Eighty percent of energy used world-wide begins as heat from fossil fuels which are rapidly being depleted. Heat engines that use much of this energy must be more efficient in the future. An Atkinson-Diesel (A-D) cycle is proposed. The A-D engine will cause less environmental harm while also using less energy. It combines three key elements—(1) an Atkinson-Diesel cycle with high intrinsic thermodynamic efficiency, (2) two-stroke operation to minimize losses, and (3) a long-stroke, high-compression geometry. The efficiency of the ideal Atkinson-Diesel cycle is presented and shown to correlate well with a modified air-standard analysis for a compact, high-compression A-D engine. The engine's compression ratio of 35 enables low emissions through a combination of lean-burn, exhaust retention, and fuel selection. The A-D engine can use many kinds of clean-burning and renewable fuels and is calculated to have a brake efficiency near 60%. Conversion to this engine has the potential to save 17 million barrels of oil per day, or 20% of world oil consumption.

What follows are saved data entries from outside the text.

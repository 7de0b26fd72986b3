use actix_web::{HttpResponse, Responder, get, web};
use actix_web_flash_messages::IncomingFlashMessages;
use tera::Tera;

use crate::domain::listing::{CategoryFilter, ListingFilters};
use crate::domain::types::Category;
use crate::models::auth::AuthenticatedUser;
use crate::models::config::ServerConfig;
use crate::repository::DieselRepository;
use crate::routes::{base_context, render_template, viewer_context};
use crate::services::projects::show_projects as show_projects_service;

#[get("/")]
pub async fn index(
    user: Option<AuthenticatedUser>,
    flash_messages: IncomingFlashMessages,
    repo: web::Data<DieselRepository>,
    server_config: web::Data<ServerConfig>,
    tera: web::Data<Tera>,
) -> impl Responder {
    let viewer = viewer_context(user.as_ref(), &server_config);
    let filters = ListingFilters {
        category: CategoryFilter::Best,
        ..Default::default()
    };

    let best = match show_projects_service(&filters, &viewer, 1, repo.get_ref()) {
        Ok(listing) => listing,
        Err(e) => {
            log::error!("Failed to load promoted projects: {e}");
            return HttpResponse::InternalServerError().finish();
        }
    };

    let mut context = base_context(
        &flash_messages,
        user.as_ref(),
        "index",
        &server_config.auth_service_url,
    );
    context.insert("best_projects", &best.items);
    context.insert("categories", &Category::ALL);
    render_template(&tera, "main/index.html", &context)
}

#[get("/na")]
pub async fn not_assigned(
    user: Option<AuthenticatedUser>,
    flash_messages: IncomingFlashMessages,
    server_config: web::Data<ServerConfig>,
    tera: web::Data<Tera>,
) -> impl Responder {
    let context = base_context(
        &flash_messages,
        user.as_ref(),
        "index",
        &server_config.auth_service_url,
    );
    render_template(&tera, "main/not_assigned.html", &context)
}
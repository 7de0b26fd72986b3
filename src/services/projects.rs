use std::collections::HashMap;

use chrono::Utc;
use serde::Serialize;

use crate::domain::auth::ViewerContext;
use crate::domain::listing::{self, ListingFilters, ListingPage, ProjectCard};
use crate::domain::project::{NewProject, Project, UpdateProject};
use crate::domain::threading::{self, CommentSort, CommentThread};
use crate::domain::types::{CommentId, ProjectId, UserId};
use crate::forms::projects::{ProjectForm, ProjectPayload};
use crate::pagination::DEFAULT_ITEMS_PER_PAGE;
use crate::repository::{
    CommentReader, LikeReader, LikeWriter, ProfileReader, ProjectListQuery, ProjectReader,
    ProjectWriter,
};

use super::{ServiceError, ServiceResult};

/// Core business logic for the portfolio listing page.
///
/// Fetches the coarse candidate set (bounded by the repository fetch
/// ceiling), enriches it into cards and runs the pure listing pipeline. The
/// count queries are issued only after the id list of the primary batch is
/// known. A repository failure surfaces as `Internal`, never as an empty
/// page.
pub fn show_projects<R>(
    filters: &ListingFilters,
    viewer: &ViewerContext,
    page: usize,
    repo: &R,
) -> ServiceResult<ListingPage>
where
    R: ProjectReader + CommentReader + LikeReader + ProfileReader,
{
    let projects = repo
        .list_projects(ProjectListQuery::default().scope(filters.category))
        .map_err(|e| {
            log::error!("Failed to list projects: {e}");
            ServiceError::Internal
        })?;

    let cards = build_cards(projects, repo)?;

    Ok(listing::paginate_projects(
        cards,
        filters,
        viewer,
        page,
        DEFAULT_ITEMS_PER_PAGE,
    ))
}

/// Enrich raw projects into display cards: author profile data plus
/// comment/like counts recomputed from the authoritative tables. Preserves
/// input order.
pub(crate) fn build_cards<R>(projects: Vec<Project>, repo: &R) -> ServiceResult<Vec<ProjectCard>>
where
    R: CommentReader + LikeReader + ProfileReader,
{
    let ids: Vec<ProjectId> = projects.iter().map(|p| p.id).collect();

    let comment_counts = repo.count_comments(&ids).map_err(|e| {
        log::error!("Failed to count comments: {e}");
        ServiceError::Internal
    })?;
    let like_counts = repo.count_project_likes(&ids).map_err(|e| {
        log::error!("Failed to count likes: {e}");
        ServiceError::Internal
    })?;

    let mut owner_ids: Vec<UserId> = projects.iter().map(|p| p.owner_id.clone()).collect();
    owner_ids.sort();
    owner_ids.dedup();
    let profiles = repo.list_profiles(&owner_ids).map_err(|e| {
        log::error!("Failed to list profiles: {e}");
        ServiceError::Internal
    })?;

    Ok(projects
        .into_iter()
        .map(|project| {
            let id = project.id;
            let author = profiles.get(&project.owner_id);
            let mut card = ProjectCard::new(project, author);
            card.comment_count = comment_counts.get(&id).copied().unwrap_or(0);
            card.like_count = like_counts.get(&id).copied().unwrap_or(0);
            card
        })
        .collect())
}

/// Fully assembled project detail page data.
#[derive(Debug, Clone, Serialize)]
pub struct ProjectView {
    pub card: ProjectCard,
    pub viewer_liked: bool,
    /// Threads inside the visible-root window, in render order.
    pub threads: Vec<CommentThread>,
    /// Display names of comment authors keyed by user id; authors without
    /// a profile are simply absent.
    pub author_names: HashMap<String, String>,
    pub total_roots: usize,
    pub has_more: bool,
    /// `visible` value for the "show more" link.
    pub next_visible: usize,
}

/// Core business logic for the project detail page.
///
/// Hidden projects are reported as `NotFound` to viewers without access.
/// The view counter is bumped atomically and the project is re-read
/// afterwards, so the page always renders authoritative state.
pub fn show_project<R>(
    id: ProjectId,
    sort: CommentSort,
    visible: usize,
    viewer: &ViewerContext,
    repo: &R,
) -> ServiceResult<ProjectView>
where
    R: ProjectReader + ProjectWriter + CommentReader + LikeReader + ProfileReader,
{
    let project = get_existing(id, repo)?;
    if !viewer.can_view(&project) {
        return Err(ServiceError::NotFound);
    }

    repo.increment_project_views(id).map_err(|e| {
        log::error!("Failed to increment views: {e}");
        ServiceError::Internal
    })?;
    let project = get_existing(id, repo)?;

    let comments = repo.list_comments(id).map_err(|e| {
        log::error!("Failed to list comments: {e}");
        ServiceError::Internal
    })?;
    let comment_ids: Vec<CommentId> = comments.iter().map(|c| c.id).collect();
    let like_meta = repo
        .comment_like_meta(&comment_ids, viewer.user_id.as_ref())
        .map_err(|e| {
            log::error!("Failed to load comment likes: {e}");
            ServiceError::Internal
        })?;

    let threads = threading::build_threads(comments, &like_meta, sort);
    let (shown, has_more) = threading::visible_window(&threads, visible);
    let shown = shown.to_vec();

    let mut author_ids: Vec<UserId> = shown
        .iter()
        .flat_map(|t| {
            std::iter::once(t.root.comment.author_id.clone())
                .chain(t.replies.iter().map(|r| r.comment.author_id.clone()))
        })
        .collect();
    author_ids.sort();
    author_ids.dedup();
    let author_names: HashMap<String, String> = repo
        .list_profiles(&author_ids)
        .map_err(|e| {
            log::error!("Failed to list comment author profiles: {e}");
            ServiceError::Internal
        })?
        .into_iter()
        .map(|(user_id, profile)| (user_id.into_inner(), profile.display_name.into_inner()))
        .collect();

    let viewer_liked = match &viewer.user_id {
        Some(user_id) => repo.project_liked_by(id, user_id).map_err(|e| {
            log::error!("Failed to check project like: {e}");
            ServiceError::Internal
        })?,
        None => false,
    };

    let card = build_cards(vec![project], repo)?
        .pop()
        .ok_or(ServiceError::Internal)?;

    Ok(ProjectView {
        card,
        viewer_liked,
        author_names,
        total_roots: threads.len(),
        has_more,
        next_visible: shown.len() + threading::VISIBLE_ROOTS_STEP,
        threads: shown,
    })
}

/// Create a project owned by the current viewer. Domain conversion of the
/// submitted form happens here, after the authentication check and before
/// any write.
pub fn create_project<R>(
    form: ProjectForm,
    viewer: &ViewerContext,
    repo: &R,
) -> ServiceResult<Project>
where
    R: ProjectWriter,
{
    let owner_id = viewer
        .user_id
        .clone()
        .ok_or(ServiceError::Unauthorized)?;
    let payload = ProjectPayload::try_from(form)?;

    let now = Utc::now().naive_utc();
    let new_project = NewProject {
        owner_id,
        title: payload.title,
        description: payload.description,
        category: payload.category,
        subcategory: payload.subcategory,
        tags: payload.tags,
        created_at: now,
        updated_at: now,
    };

    repo.create_project(&new_project).map_err(|e| {
        log::error!("Failed to create project: {e}");
        ServiceError::Internal
    })
}

/// Update a project's form-editable fields. Owner or admin only.
pub fn update_project<R>(
    id: ProjectId,
    form: ProjectForm,
    viewer: &ViewerContext,
    repo: &R,
) -> ServiceResult<bool>
where
    R: ProjectReader + ProjectWriter,
{
    let project = get_existing(id, repo)?;
    if !viewer.can_edit(&project) {
        return Err(ServiceError::Unauthorized);
    }
    let payload = ProjectPayload::try_from(form)?;

    let update = UpdateProject {
        title: payload.title,
        description: payload.description,
        category: payload.category,
        subcategory: payload.subcategory,
        tags: payload.tags,
    };

    match repo.update_project(id, &update) {
        Ok(affected) => Ok(affected > 0),
        Err(e) => {
            log::error!("Failed to update project: {e}");
            Ok(false)
        }
    }
}

/// Hard-delete a project. Owner or admin only; comments, likes and course
/// links cascade at the persistence layer.
pub fn delete_project<R>(id: ProjectId, viewer: &ViewerContext, repo: &R) -> ServiceResult<bool>
where
    R: ProjectReader + ProjectWriter,
{
    let project = get_existing(id, repo)?;
    if !viewer.can_edit(&project) {
        return Err(ServiceError::Unauthorized);
    }

    match repo.delete_project(id) {
        Ok(affected) => Ok(affected > 0),
        Err(e) => {
            log::error!("Failed to delete project: {e}");
            Ok(false)
        }
    }
}

/// Toggle the hidden flag, returning the new state. Owner or admin only.
pub fn toggle_hidden<R>(id: ProjectId, viewer: &ViewerContext, repo: &R) -> ServiceResult<bool>
where
    R: ProjectReader + ProjectWriter,
{
    let project = get_existing(id, repo)?;
    if !viewer.can_edit(&project) {
        return Err(ServiceError::Unauthorized);
    }

    let hidden = !project.is_hidden;
    repo.set_project_hidden(id, hidden).map_err(|e| {
        log::error!("Failed to toggle hidden flag: {e}");
        ServiceError::Internal
    })?;
    Ok(hidden)
}

/// Toggle the promotion flag, returning the new state. Admin only.
/// Promotion does not touch the category: the flags are independent.
pub fn toggle_best<R>(id: ProjectId, viewer: &ViewerContext, repo: &R) -> ServiceResult<bool>
where
    R: ProjectReader + ProjectWriter,
{
    if !viewer.is_admin {
        return Err(ServiceError::Unauthorized);
    }
    let project = get_existing(id, repo)?;

    let best = !project.is_best;
    repo.set_project_best(id, best).map_err(|e| {
        log::error!("Failed to toggle promotion flag: {e}");
        ServiceError::Internal
    })?;
    Ok(best)
}

/// Toggle the viewer's like on a project, returning the resulting state.
pub fn toggle_project_like<R>(
    id: ProjectId,
    viewer: &ViewerContext,
    repo: &R,
) -> ServiceResult<bool>
where
    R: ProjectReader + LikeWriter,
{
    let user_id = viewer
        .user_id
        .clone()
        .ok_or(ServiceError::Unauthorized)?;
    let project = get_existing(id, repo)?;
    if !viewer.can_view(&project) {
        return Err(ServiceError::NotFound);
    }

    repo.toggle_project_like(id, &user_id).map_err(|e| {
        log::error!("Failed to toggle project like: {e}");
        ServiceError::Internal
    })
}

fn get_existing<R: ProjectReader>(id: ProjectId, repo: &R) -> ServiceResult<Project> {
    match repo.get_project_by_id(id) {
        Ok(Some(project)) => Ok(project),
        Ok(None) => Err(ServiceError::NotFound),
        Err(e) => {
            log::error!("Failed to get project: {e}");
            Err(ServiceError::Internal)
        }
    }
}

Keywords: Engine, Efficiency, Diesel, Atkinson, Emissions, Renewable, Lean Burn, NOx

The International Journal of Technology, Knowledge and Society, Volume 6, Issue 5, pp.87-96. Article: Print (Spiral Bound). Article: Electronic (PDF File; 670.660KB).

Ernest Rogers

Pleasant Grove Products Research Div., Pleasant Grove, Utah, USA

Current research in thermodynamics and alternative energy. Prior work in space sciences and engineering, biofuels, centrifuge design for oil spill clean-up, low-temperature chemistry, and vehicle efficiency. Primary interest is in finding solutions for current global problems related to energy and the environment.